Look below for the line holding "repository c0572c4ec95ab763" and the line holding "fn is_worksheet_whitespace(ch: char)". Transcribe exactly those lines and all lines between them, nothing more.
---------- Dataset entries
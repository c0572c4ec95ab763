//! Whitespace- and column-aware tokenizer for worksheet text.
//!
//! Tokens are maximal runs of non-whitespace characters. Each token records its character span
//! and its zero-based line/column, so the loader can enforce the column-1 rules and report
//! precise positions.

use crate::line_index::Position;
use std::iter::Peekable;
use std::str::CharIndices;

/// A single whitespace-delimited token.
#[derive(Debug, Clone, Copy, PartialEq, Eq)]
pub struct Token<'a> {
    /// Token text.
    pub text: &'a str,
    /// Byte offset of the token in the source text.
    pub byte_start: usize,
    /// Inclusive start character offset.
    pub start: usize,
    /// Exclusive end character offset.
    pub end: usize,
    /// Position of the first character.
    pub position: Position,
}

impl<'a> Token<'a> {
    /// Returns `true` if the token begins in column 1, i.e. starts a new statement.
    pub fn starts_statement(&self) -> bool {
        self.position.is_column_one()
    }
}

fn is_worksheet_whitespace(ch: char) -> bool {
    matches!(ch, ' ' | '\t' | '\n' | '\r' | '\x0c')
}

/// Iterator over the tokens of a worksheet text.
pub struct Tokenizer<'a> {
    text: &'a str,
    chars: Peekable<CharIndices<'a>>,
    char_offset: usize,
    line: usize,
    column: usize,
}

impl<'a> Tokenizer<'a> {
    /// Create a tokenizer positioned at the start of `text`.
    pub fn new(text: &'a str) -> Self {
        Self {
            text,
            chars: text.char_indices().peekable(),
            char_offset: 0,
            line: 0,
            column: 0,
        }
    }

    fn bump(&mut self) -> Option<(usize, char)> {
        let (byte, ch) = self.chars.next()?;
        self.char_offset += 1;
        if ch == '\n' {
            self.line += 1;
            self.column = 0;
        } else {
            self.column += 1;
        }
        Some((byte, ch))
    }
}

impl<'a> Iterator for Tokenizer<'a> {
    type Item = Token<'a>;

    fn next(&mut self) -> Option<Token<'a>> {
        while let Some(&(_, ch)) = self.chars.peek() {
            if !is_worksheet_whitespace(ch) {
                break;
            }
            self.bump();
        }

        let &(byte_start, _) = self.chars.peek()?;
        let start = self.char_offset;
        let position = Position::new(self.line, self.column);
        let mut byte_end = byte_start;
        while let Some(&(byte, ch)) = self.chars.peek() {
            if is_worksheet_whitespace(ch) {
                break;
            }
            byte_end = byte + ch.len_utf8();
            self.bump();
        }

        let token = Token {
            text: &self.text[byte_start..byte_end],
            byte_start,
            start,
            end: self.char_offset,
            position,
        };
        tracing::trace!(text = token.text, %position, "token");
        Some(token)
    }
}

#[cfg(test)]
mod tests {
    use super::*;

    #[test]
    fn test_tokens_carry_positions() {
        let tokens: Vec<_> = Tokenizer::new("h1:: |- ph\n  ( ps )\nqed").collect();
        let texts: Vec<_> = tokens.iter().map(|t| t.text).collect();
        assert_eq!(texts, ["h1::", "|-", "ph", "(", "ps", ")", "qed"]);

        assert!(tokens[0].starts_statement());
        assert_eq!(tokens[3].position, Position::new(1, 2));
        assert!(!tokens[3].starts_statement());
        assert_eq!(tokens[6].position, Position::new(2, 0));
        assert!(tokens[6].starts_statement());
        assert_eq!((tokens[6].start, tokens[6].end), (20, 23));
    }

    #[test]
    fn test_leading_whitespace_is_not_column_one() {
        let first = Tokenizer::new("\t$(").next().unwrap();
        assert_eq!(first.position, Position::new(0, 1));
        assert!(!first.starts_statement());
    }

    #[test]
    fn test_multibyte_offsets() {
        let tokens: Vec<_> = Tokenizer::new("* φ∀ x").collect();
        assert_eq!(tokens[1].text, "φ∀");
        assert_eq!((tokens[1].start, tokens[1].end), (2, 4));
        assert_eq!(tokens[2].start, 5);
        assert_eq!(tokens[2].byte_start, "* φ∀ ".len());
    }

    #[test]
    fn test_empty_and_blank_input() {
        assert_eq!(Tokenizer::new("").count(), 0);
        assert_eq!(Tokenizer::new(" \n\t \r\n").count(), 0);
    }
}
--------------------
---------- Dataset entries
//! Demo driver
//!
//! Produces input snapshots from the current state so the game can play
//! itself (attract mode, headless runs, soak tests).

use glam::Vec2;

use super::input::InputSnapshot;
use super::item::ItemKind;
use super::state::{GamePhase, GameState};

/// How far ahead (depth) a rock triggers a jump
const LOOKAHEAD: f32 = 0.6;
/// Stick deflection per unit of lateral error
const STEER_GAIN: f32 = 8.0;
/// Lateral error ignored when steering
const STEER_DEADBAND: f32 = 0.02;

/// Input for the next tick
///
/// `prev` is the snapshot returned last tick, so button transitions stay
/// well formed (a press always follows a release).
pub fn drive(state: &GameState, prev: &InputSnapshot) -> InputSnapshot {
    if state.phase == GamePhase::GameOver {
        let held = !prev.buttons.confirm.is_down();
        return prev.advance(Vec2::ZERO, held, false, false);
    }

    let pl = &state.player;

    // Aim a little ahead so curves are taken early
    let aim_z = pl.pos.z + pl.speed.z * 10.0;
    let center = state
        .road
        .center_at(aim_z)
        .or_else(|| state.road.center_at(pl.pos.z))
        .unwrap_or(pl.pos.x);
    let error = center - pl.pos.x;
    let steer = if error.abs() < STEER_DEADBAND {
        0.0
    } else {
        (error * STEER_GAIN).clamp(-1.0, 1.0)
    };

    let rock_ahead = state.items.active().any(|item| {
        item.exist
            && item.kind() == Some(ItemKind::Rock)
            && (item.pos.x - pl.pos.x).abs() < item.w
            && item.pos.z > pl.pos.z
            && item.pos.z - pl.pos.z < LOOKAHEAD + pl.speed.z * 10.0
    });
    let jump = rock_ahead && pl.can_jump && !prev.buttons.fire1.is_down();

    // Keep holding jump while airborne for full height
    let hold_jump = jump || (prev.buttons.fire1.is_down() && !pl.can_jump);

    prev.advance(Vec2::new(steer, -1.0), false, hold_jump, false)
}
--------------------
Answer to this task –
repository c0572c4ec95ab763
//! Whitespace- and column-aware tokenizer for worksheet text.
//!
//! Tokens are maximal runs of non-whitespace characters. Each token records its character span
//! and its zero-based line/column, so the loader can enforce the column-1 rules and report
//! precise positions.

use crate::line_index::Position;
use std::iter::Peekable;
use std::str::CharIndices;

/// A single whitespace-delimited token.
#[derive(Debug, Clone, Copy, PartialEq, Eq)]
pub struct Token<'a> {
    /// Token text.
    pub text: &'a str,
    /// Byte offset of the token in the source text.
    pub byte_start: usize,
    /// Inclusive start character offset.
    pub start: usize,
    /// Exclusive end character offset.
    pub end: usize,
    /// Position of the first character.
    pub position: Position,
}

impl<'a> Token<'a> {
    /// Returns `true` if the token begins in column 1, i.e. starts a new statement.
    pub fn starts_statement(&self) -> bool {
        self.position.is_column_one()
    }
}

fn is_worksheet_whitespace(ch: char) -> bool {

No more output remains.